Participants studied how credit unions in Mexico reached the poor through WOCCU’s Semilla Cooperativa [cooperative seed] program, a rural finance model in which credit unions send representatives astride motorcycles to remote towns and villages to conduct transactions, essentially taking the institution to the members. More recently, the program was enhanced as representatives were equipped with personal digital assistants (PDAs) and tiny printers strapped to their belts that allowed members in remote locations to conduct transactions in real time and provide members with paper records of those transactions.
Conference attendees also learned about experiences in various countries including Ecuador, which has a financial services penetration rate of just 49% and a credit union penetration rate of 20.3%, according to WOCCU’s 2009 Statistical Report. Participants discussed ways to network more effectively in hope of finding new collaborative methods to increase penetration levels.
In addition to credit union attendees, representatives from the governments of Ecuador and Colombia also participated in the meeting. Janeth Sánchez, Ecuador’s Minister of Social Inclusion, and Geovanny Cardoso, executive director of the Programa Nacional de Finanzas Populares, an Ecuadorian agency devoted to cooperative financial strengthening, opened the event. Carlos Moya, executive director of Colombia’s Banca de las Oportunidades, stressed the need to develop products and define methodologies necessary to reach communities and individuals far outside the realm of traditional financial services. Offering poor people a mechanism by which to grow must have appropriate safeguards in place to reduce poor members’ financial vulnerability, Moya stressed.

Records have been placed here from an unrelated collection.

use super::*;

fn close(a: f64, b: f64, eps: f64) -> bool {
    (a - b).abs() <= eps
}

#[test]
fn wrap_hue_is_non_negative() {
    assert_eq!(wrap_hue(370.0), 10.0);
    assert_eq!(wrap_hue(-30.0), 330.0);
    assert_eq!(wrap_hue(-45.0 - 720.0), 315.0);
    assert_eq!(wrap_hue(360.0), 0.0);
    assert!(wrap_hue(-1e-18) < 360.0);
}

#[test]
fn hsl_roundtrip_for_primary_and_mixed_colours() {
    for c in [
        Rgb::new(1.0, 0.0, 0.0),
        Rgb::new(0.0, 1.0, 0.0),
        Rgb::new(0.0, 0.0, 1.0),
        Rgb::new(1.0, 149.0 / 255.0, 0.0),
        Rgb::new(0.2, 0.4, 0.6),
        Rgb::new(0.5, 0.5, 0.5),
    ] {
        let (h, s, l) = c.to_hsl();
        let back = Rgb::from_hsl(h, s, l);
        assert!(close(back.r, c.r, 1e-9), "{c:?} -> {back:?}");
        assert!(close(back.g, c.g, 1e-9), "{c:?} -> {back:?}");
        assert!(close(back.b, c.b, 1e-9), "{c:?} -> {back:?}");
    }
}

#[test]
fn orange_hsl_components() {
    let (h, s, l) = Rgb::from_rgba8(Rgba8::opaque(255, 149, 0)).to_hsl();
    assert!(close(h, 35.058_823_529, 1e-6));
    assert!(close(s, 1.0, 1e-12));
    assert!(close(l, 0.5, 1e-12));
}

#[test]
fn hsv_full_saturation_hues() {
    assert_eq!(Rgb::from_hsv(0.0, 1.0, 1.0).to_rgba8(), Rgba8::opaque(255, 0, 0));
    assert_eq!(Rgb::from_hsv(120.0, 1.0, 1.0).to_rgba8(), Rgba8::opaque(0, 255, 0));
    assert_eq!(Rgb::from_hsv(240.0, 1.0, 1.0).to_rgba8(), Rgba8::opaque(0, 0, 255));
    assert_eq!(Rgb::from_hsv(-30.0, 1.0, 1.0).to_rgba8(), Rgba8::opaque(255, 0, 128));
}

#[test]
fn lab_roundtrip_preserves_8bit_colours() {
    for c in [
        Rgba8::opaque(0, 0, 0),
        Rgba8::opaque(255, 255, 255),
        Rgba8::opaque(255, 149, 0),
        Rgba8::opaque(12, 200, 77),
        Rgba8::opaque(3, 2, 1),
    ] {
        let back = Rgb::from_lab(Rgb::from_rgba8(c).to_lab()).to_rgba8();
        assert_eq!(back, c);
    }
}

#[test]
fn lab_reference_values() {
    let white = Rgb::WHITE.to_lab();
    assert!(close(white.l, 100.0, 1e-3));
    assert!(close(white.a, 0.0, 1e-6));
    assert!(close(white.b, 0.0, 1e-6));

    let black = Rgb::BLACK.to_lab();
    assert!(close(black.l, 0.0, 1e-9));
}

#[test]
fn blend_lab_endpoints_and_midpoint() {
    let a = Rgb::new(1.0, 0.0, 0.0);
    let b = Rgb::new(0.0, 0.0, 1.0);
    assert_eq!(a.blend_lab(b, 0.0).to_rgba8(), a.to_rgba8());
    assert_eq!(a.blend_lab(b, 1.0).to_rgba8(), b.to_rgba8());

    let grey = Rgb::BLACK.blend_lab(Rgb::WHITE, 0.5).to_rgba8();
    for ch in [grey.r, grey.g, grey.b] {
        assert!((118..=120).contains(&ch), "lab midpoint channel {ch}");
    }
}

#[test]
fn clamped_limits_out_of_gamut_channels() {
    let c = Rgb::new(-0.2, 0.5, 1.7).clamped();
    assert_eq!(c, Rgb::new(0.0, 0.5, 1.0));
}
use std::{
    collections::BTreeMap,
    path::{Path, PathBuf},
};

use anyhow::Context;

use crate::foundation::error::{ScorchError, ScorchResult};

/// Named, ordered lists of font files.
///
/// Built once at start-up and passed to the renderer; a render picks a chain
/// by name (or the default chain) and uses the first font that loads.
#[derive(Clone, Debug, Default, PartialEq, Eq)]
pub struct FontChains {
    named: BTreeMap<String, Vec<PathBuf>>,
    default: Option<Vec<PathBuf>>,
}

/// Font file contents plus where they came from.
#[derive(Clone, Debug)]
pub struct LoadedFont {
    pub path: PathBuf,
    pub bytes: Vec<u8>,
}

impl FontChains {
    pub fn new() -> Self {
        Self::default()
    }

    /// Parse `{ "name": ["path", ...], ... }`. Relative paths are joined onto `base_dir`.
    pub fn from_json_str(json: &str, base_dir: &Path) -> ScorchResult<Self> {
        let raw: BTreeMap<String, Vec<PathBuf>> = serde_json::from_str(json)
            .map_err(|e| ScorchError::validation(format!("invalid font chain table: {e}")))?;

        let mut out = Self::new();
        for (name, chain) in raw {
            let chain = chain
                .into_iter()
                .map(|p| if p.is_relative() { base_dir.join(p) } else { p })
                .collect();
            out.insert(name, chain)?;
        }
        Ok(out)
    }

    /// Load a JSON font chain table from disk.
    pub fn load(path: &Path) -> ScorchResult<Self> {
        let json = std::fs::read_to_string(path)
            .with_context(|| format!("read font chain table '{}'", path.display()))?;
        let base = path.parent().unwrap_or_else(|| Path::new("."));
        Self::from_json_str(&json, base)
    }

    /// Split a `;`-separated list of font paths, skipping empty entries.
    pub fn parse_chain_list(list: &str) -> Vec<PathBuf> {
        list.split(';')
            .map(str::trim)
            .filter(|s| !s.is_empty())
            .map(PathBuf::from)
            .collect()
    }

    pub fn insert(&mut self, name: impl Into<String>, chain: Vec<PathBuf>) -> ScorchResult<()> {
        let name = name.into();
        if name.trim().is_empty() {
            return Err(ScorchError::validation("font chain name must be non-empty"));
        }
        if chain.is_empty() {
            return Err(ScorchError::validation(format!(
                "font chain \"{name}\" lists no fonts"
            )));
        }
        self.named.insert(name, chain);
        Ok(())
    }

    pub fn with_default(mut self, chain: Vec<PathBuf>) -> Self {
        self.default = if chain.is_empty() { None } else { Some(chain) };
        self
    }

    pub fn contains(&self, name: &str) -> bool {
        self.named.contains_key(name)
    }

    pub fn names(&self) -> impl Iterator<Item = &str> {
        self.named.keys().map(String::as_str)
    }

    /// Chain for `name`, or the default chain when `name` is `None`.
    pub fn resolve(&self, name: Option<&str>) -> ScorchResult<&[PathBuf]> {
        match name {
            Some(name) => self.named.get(name).map(Vec::as_slice).ok_or_else(|| {
                ScorchError::validation(format!("unknown font chain \"{name}\""))
            }),
            None => self
                .default
                .as_deref()
                .ok_or_else(|| ScorchError::validation("no default font chain configured")),
        }
    }

    /// Read every readable font of a chain, in order.
    pub fn read_chain(chain: &[PathBuf]) -> ScorchResult<Vec<LoadedFont>> {
        let mut fonts = Vec::with_capacity(chain.len());
        for path in chain {
            match std::fs::read(path) {
                Ok(bytes) => fonts.push(LoadedFont {
                    path: path.clone(),
                    bytes,
                }),
                Err(e) => {
                    tracing::warn!(path = %path.display(), error = %e, "skipping unreadable font");
                }
            }
        }
        if fonts.is_empty() {
            return Err(ScorchError::font(format!(
                "none of the {} font(s) in the chain could be read",
                chain.len()
            )));
        }
        Ok(fonts)
    }
}

#[cfg(test)]
#[path = "../../tests/unit/text/fonts.rs"]
mod tests;
use rayon::prelude::*;

use crate::{
    color::{
        palette::{Palette, TEXT_INDEX},
        ramp::ColorRamp,
    },
    fire::{field::FireField, mask::TextMask},
    foundation::{
        core::Rgba8,
        error::{ScorchError, ScorchResult},
    },
    render::frame::{FrameRGBA, IndexedFrame},
};

/// Turns a mask plus heat field into pixels.
///
/// Fuel pixels always take the text colour (forced opaque), hot pixels take
/// the ramp colour for `heat / 255`, everything else is transparent.
#[derive(Clone, Debug)]
pub struct Compositor {
    ramp: ColorRamp,
    text_color: Rgba8,
    // Ramp colour for every heat value, so drawing is a table lookup.
    heat_lut: Vec<Rgba8>,
}

impl Compositor {
    pub fn new(ramp: ColorRamp, text_color: Rgba8) -> Self {
        let heat_lut = (0..=255u16)
            .map(|h| ramp.query(f64::from(h) / 255.0))
            .collect();
        Self {
            ramp,
            text_color: Rgba8 { a: 255, ..text_color },
            heat_lut,
        }
    }

    pub fn ramp(&self) -> &ColorRamp {
        &self.ramp
    }

    pub fn text_color(&self) -> Rgba8 {
        self.text_color
    }

    /// Colour of one pixel given its fuel flag and heat.
    pub fn shade(&self, fuel: bool, heat: u8) -> Rgba8 {
        if fuel {
            self.text_color
        } else if heat > 0 {
            self.heat_lut[heat as usize]
        } else {
            Rgba8::TRANSPARENT
        }
    }

    pub fn draw(&self, mask: &TextMask, field: &FireField) -> ScorchResult<FrameRGBA> {
        check_sizes(mask, field)?;
        let size = mask.size();
        let width = size.width as usize;
        let mut frame = FrameRGBA::transparent(size);

        frame
            .data
            .par_chunks_mut(width * 4)
            .enumerate()
            .for_each(|(row, out)| {
                let offset = row * width;
                let coverage = &mask.coverage()[offset..offset + width];
                let heat = &field.heat()[offset..offset + width];
                for (x, px) in out.chunks_exact_mut(4).enumerate() {
                    px.copy_from_slice(&self.shade(coverage[x] > 0, heat[x]).to_array());
                }
            });

        Ok(frame)
    }

    /// Palette-index variant of [`Compositor::draw`] for a palette built
    /// from the same ramp and text colour.
    pub fn draw_indexed(mask: &TextMask, field: &FireField) -> ScorchResult<IndexedFrame> {
        check_sizes(mask, field)?;
        let size = mask.size();
        let indices = mask
            .coverage()
            .iter()
            .zip(field.heat())
            .map(|(&c, &h)| {
                if c > 0 {
                    TEXT_INDEX
                } else {
                    Palette::heat_index(h)
                }
            })
            .collect();
        Ok(IndexedFrame {
            width: size.width,
            height: size.height,
            indices,
        })
    }
}

fn check_sizes(mask: &TextMask, field: &FireField) -> ScorchResult<()> {
    if mask.size() != field.size() {
        return Err(ScorchError::render(format!(
            "mask is {}x{} but fire field is {}x{}",
            mask.size().width,
            mask.size().height,
            field.size().width,
            field.size().height
        )));
    }
    Ok(())
}

#[cfg(test)]
#[path = "../../tests/unit/render/compositor.rs"]
mod tests;
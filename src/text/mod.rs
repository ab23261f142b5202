pub mod fonts;
pub mod raster;
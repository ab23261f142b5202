//! Double-buffered cellular fire.
//!
//! Every tick reads only the previous [`FireField`] and writes a complete
//! replacement, then the two buffers swap. Fuel pixels (the glyph
//! silhouette) are re-seeded from noise each tick; every other pixel takes a
//! weighted sum of its neighbours in the previous field and cools by a noisy
//! amount.

use std::sync::Arc;

use rayon::prelude::*;

use crate::{
    animation::ease::Ease,
    fire::{field::FireField, mask::TextMask},
    foundation::error::{ScorchError, ScorchResult},
    noise::field::NoiseField,
};

/// Neighbour weights used by the propagation pass.
#[derive(Clone, Copy, Debug, Default, PartialEq, Eq, serde::Serialize, serde::Deserialize)]
#[serde(rename_all = "snake_case")]
pub enum Kernel {
    /// `0.6·below + 0.3·left + 0.1·below`. The below pixel is read twice and
    /// no right neighbour is read, so heat drifts up and to the right.
    #[default]
    Reference,
    /// `0.6·below + 0.3·left + 0.1·right`.
    Balanced,
}

/// Tunable constants of the fire heuristic.
#[derive(Clone, Copy, Debug, PartialEq, serde::Serialize, serde::Deserialize)]
#[serde(default)]
pub struct FireParams {
    /// Minimum heat of a fuel pixel.
    pub fuel_floor: f64,
    /// Heat added on top of the floor when the eased noise is 0.
    pub fuel_span: f64,
    /// Maximum noisy cooling per tick for propagated heat.
    pub cooling_span: f64,
    /// Influence at or below this dies out; above it, this much is lost.
    pub decay: f64,
    pub fuel_ease: Ease,
    pub cooling_ease: Ease,
    pub kernel: Kernel,
}

impl Default for FireParams {
    fn default() -> Self {
        Self {
            fuel_floor: 64.0,
            fuel_span: 192.0,
            cooling_span: 64.0,
            decay: 1.0,
            fuel_ease: Ease::InCirc,
            cooling_ease: Ease::InCirc,
            kernel: Kernel::Reference,
        }
    }
}

impl FireParams {
    /// Heat written to a fuel pixel for noise sample `n`.
    pub fn fuel_heat(&self, n: f64) -> u8 {
        let heat = ((1.0 - self.fuel_ease.apply(n)) * self.fuel_span).round() + self.fuel_floor;
        clamp_heat(heat)
    }

    /// Weighted neighbour sum read from the previous field.
    pub fn influence(&self, prev: &FireField, x: i64, y: i64) -> f64 {
        let below = f64::from(prev.get(x, y + 1));
        let left = f64::from(prev.get(x - 1, y));
        let third = match self.kernel {
            Kernel::Reference => below,
            Kernel::Balanced => f64::from(prev.get(x + 1, y)),
        };
        0.6 * below + 0.3 * left + 0.1 * third
    }

    /// Heat after cooling, or `None` when the influence is too weak to persist.
    pub fn cooled_heat(&self, influence: f64, n: f64) -> Option<u8> {
        if influence <= self.decay {
            return None;
        }
        let cooled = influence - self.decay - self.cooling_ease.apply(n) * self.cooling_span;
        Some(clamp_heat(cooled.round()))
    }
}

fn clamp_heat(v: f64) -> u8 {
    if v.is_nan() {
        return 0;
    }
    v.clamp(0.0, 255.0) as u8
}

/// Owns the live heat field for one render and advances it one tick at a time.
pub struct FireSimulator {
    noise: Arc<dyn NoiseField>,
    mask: Arc<TextMask>,
    params: FireParams,
    current: FireField,
    next: FireField,
    tick: u64,
}

impl std::fmt::Debug for FireSimulator {
    fn fmt(&self, f: &mut std::fmt::Formatter<'_>) -> std::fmt::Result {
        f.debug_struct("FireSimulator")
            .field("size", &self.mask.size())
            .field("params", &self.params)
            .field("tick", &self.tick)
            .finish()
    }
}

impl FireSimulator {
    /// Start from a cold field.
    pub fn new(mask: Arc<TextMask>, noise: Arc<dyn NoiseField>, params: FireParams) -> Self {
        let current = FireField::zeroed(mask.size());
        Self::from_parts(mask, noise, params, current)
    }

    /// Start from an existing field, which must match the mask size.
    pub fn with_field(
        mask: Arc<TextMask>,
        noise: Arc<dyn NoiseField>,
        params: FireParams,
        field: FireField,
    ) -> ScorchResult<Self> {
        if field.size() != mask.size() {
            return Err(ScorchError::render(format!(
                "fire field is {}x{} but mask is {}x{}",
                field.size().width,
                field.size().height,
                mask.size().width,
                mask.size().height
            )));
        }
        Ok(Self::from_parts(mask, noise, params, field))
    }

    fn from_parts(
        mask: Arc<TextMask>,
        noise: Arc<dyn NoiseField>,
        params: FireParams,
        current: FireField,
    ) -> Self {
        let next = FireField::zeroed(mask.size());
        Self {
            noise,
            mask,
            params,
            current,
            next,
            tick: 0,
        }
    }

    pub fn field(&self) -> &FireField {
        &self.current
    }

    pub fn mask(&self) -> &TextMask {
        &self.mask
    }

    pub fn params(&self) -> &FireParams {
        &self.params
    }

    /// Number of completed steps.
    pub fn tick(&self) -> u64 {
        self.tick
    }

    /// Advance one tick.
    ///
    /// Rows of the next buffer are filled in parallel; each cell reads only
    /// the previous buffer, so the result does not depend on scheduling.
    pub fn step(&mut self) {
        let width = self.mask.size().width as usize;
        let t = self.tick;
        let prev = &self.current;
        let mask = self.mask.as_ref();
        let noise = self.noise.as_ref();
        let params = &self.params;

        self.next
            .heat_mut()
            .par_chunks_mut(width)
            .enumerate()
            .for_each(|(row, cells)| {
                let y = row as i64;
                for (col, cell) in cells.iter_mut().enumerate() {
                    let x = col as i64;
                    *cell = if mask.is_fuel(x, y) {
                        params.fuel_heat(noise.sample(x, y, t))
                    } else {
                        params
                            .cooled_heat(params.influence(prev, x, y), noise.sample(x, y, t))
                            .unwrap_or(0)
                    };
                }
            });

        std::mem::swap(&mut self.current, &mut self.next);
        self.tick += 1;
    }

    pub fn step_n(&mut self, n: usize) {
        for _ in 0..n {
            self.step();
        }
    }
}

#[cfg(test)]
#[path = "../../tests/unit/fire/simulator.rs"]
mod tests;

Financial inclusion for people throughout Latin America remains a challenge that credit unions must face if they are going to meet their social and economic obligations, according to Cifuentes. New products, more widespread use of technology and, especially, more aggressive distribution strategies will be necessary for credit unions to fulfill their missions.
“In WOCCU’s mind, access by the poor to financial services is the best way to improve people’s lives,” Cifuentes said. “Success comes from finding ways to both lower costs and improve services to make these programs more sustainable.”
World Council of Credit Unions (WOCCU) is the global trade association and development agency for credit unions. WOCCU promotes the sustainable development of credit unions and other financial cooperatives around the world to empower people through access to high quality and affordable financial services. WOCCU advocates on behalf of the global credit union system before international organizations and works with national governments to improve legislation and regulation. Its technical assistance programs introduce new tools and technologies to strengthen credit unions’ financial performance and increase their outreach.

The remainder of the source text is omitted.